[Extracted records Boundary: Start]

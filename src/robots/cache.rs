//! Bounded robots.txt directive cache
//!
//! Entries never expire. When the cache is full, the host that was looked up least
//! recently is evicted to make room.

use crate::robots::HostDirectives;
use std::collections::HashMap;

/// Host directives keyed by `host[:port]`, bounded by a fixed capacity
///
/// Recency is tracked with a logical clock that advances on every lookup and insert,
/// so two accesses never share a timestamp.
#[derive(Debug)]
pub struct DirectivesCache {
    capacity: usize,
    clock: u64,
    entries: HashMap<String, HostDirectives>,
}

impl DirectivesCache {
    pub fn new(capacity: usize) -> Self {
        Self {
            capacity: capacity.max(1),
            clock: 0,
            entries: HashMap::new(),
        }
    }

    /// Looks up a host and marks it as recently used
    pub fn get(&mut self, host: &str) -> Option<&HostDirectives> {
        let tick = self.next_tick();
        let entry = self.entries.get_mut(host)?;
        entry.touch(tick);
        Some(entry)
    }

    /// Inserts directives for a host, evicting first if the cache is full
    ///
    /// # Returns
    ///
    /// The evicted host, if any
    pub fn insert(&mut self, host: String, mut directives: HostDirectives) -> Option<String> {
        let mut evicted = None;
        if !self.entries.contains_key(&host) && self.entries.len() >= self.capacity {
            evicted = self.least_recently_accessed();
            if let Some(victim) = &evicted {
                self.entries.remove(victim);
            }
        }

        directives.touch(self.next_tick());
        self.entries.insert(host, directives);
        evicted
    }

    pub fn contains(&self, host: &str) -> bool {
        self.entries.contains_key(host)
    }

    pub fn len(&self) -> usize {
        self.entries.len()
    }

    pub fn is_empty(&self) -> bool {
        self.entries.is_empty()
    }

    pub fn capacity(&self) -> usize {
        self.capacity
    }

    fn least_recently_accessed(&self) -> Option<String> {
        self.entries
            .iter()
            .min_by_key(|(_, directives)| directives.last_access())
            .map(|(host, _)| host.clone())
    }

    fn next_tick(&mut self) -> u64 {
        self.clock += 1;
        self.clock
    }
}

#[cfg(test)]
mod tests {
    use super::*;

    #[test]
    fn test_get_missing_host() {
        let mut cache = DirectivesCache::new(2);
        assert!(cache.get("example.com").is_none());
    }

    #[test]
    fn test_never_exceeds_capacity() {
        let mut cache = DirectivesCache::new(3);
        for i in 0..10 {
            cache.insert(format!("host{}.test", i), HostDirectives::allow_all());
            assert!(cache.len() <= 3);
        }
        assert_eq!(cache.len(), 3);
    }

    #[test]
    fn test_evicts_least_recently_inserted_without_lookups() {
        let mut cache = DirectivesCache::new(2);
        cache.insert("a.test".to_string(), HostDirectives::allow_all());
        cache.insert("b.test".to_string(), HostDirectives::allow_all());

        let evicted = cache.insert("c.test".to_string(), HostDirectives::allow_all());
        assert_eq!(evicted.as_deref(), Some("a.test"));
        assert!(!cache.contains("a.test"));
        assert!(cache.contains("b.test"));
        assert!(cache.contains("c.test"));
    }

    #[test]
    fn test_lookup_refreshes_recency() {
        let mut cache = DirectivesCache::new(2);
        cache.insert("a.test".to_string(), HostDirectives::allow_all());
        cache.insert("b.test".to_string(), HostDirectives::allow_all());

        // a is now more recent than b
        assert!(cache.get("a.test").is_some());

        let evicted = cache.insert("c.test".to_string(), HostDirectives::allow_all());
        assert_eq!(evicted.as_deref(), Some("b.test"));
        assert!(cache.contains("a.test"));
    }

    #[test]
    fn test_evicts_exactly_one_entry() {
        let mut cache = DirectivesCache::new(3);
        for host in ["a.test", "b.test", "c.test"] {
            cache.insert(host.to_string(), HostDirectives::allow_all());
        }
        cache.get("a.test");
        cache.get("c.test");

        let evicted = cache.insert("d.test".to_string(), HostDirectives::allow_all());
        assert_eq!(evicted.as_deref(), Some("b.test"));
        assert_eq!(cache.len(), 3);
    }

    #[test]
    fn test_reinsert_existing_host_does_not_evict() {
        let mut cache = DirectivesCache::new(2);
        cache.insert("a.test".to_string(), HostDirectives::allow_all());
        cache.insert("b.test".to_string(), HostDirectives::allow_all());

        let evicted = cache.insert("a.test".to_string(), HostDirectives::allow_all());
        assert!(evicted.is_none());
        assert_eq!(cache.len(), 2);
    }

    #[test]
    fn test_new_entry_fetched_at_is_recent() {
        let directives = HostDirectives::allow_all();
        assert!(chrono::Utc::now() - directives.fetched_at() < chrono::Duration::minutes(1));
    }
}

[Extracted records Boundary: End]

Task goal —
Tally up the lines in the records containing the word "touch", then give the count and nothing else.

Task output —
2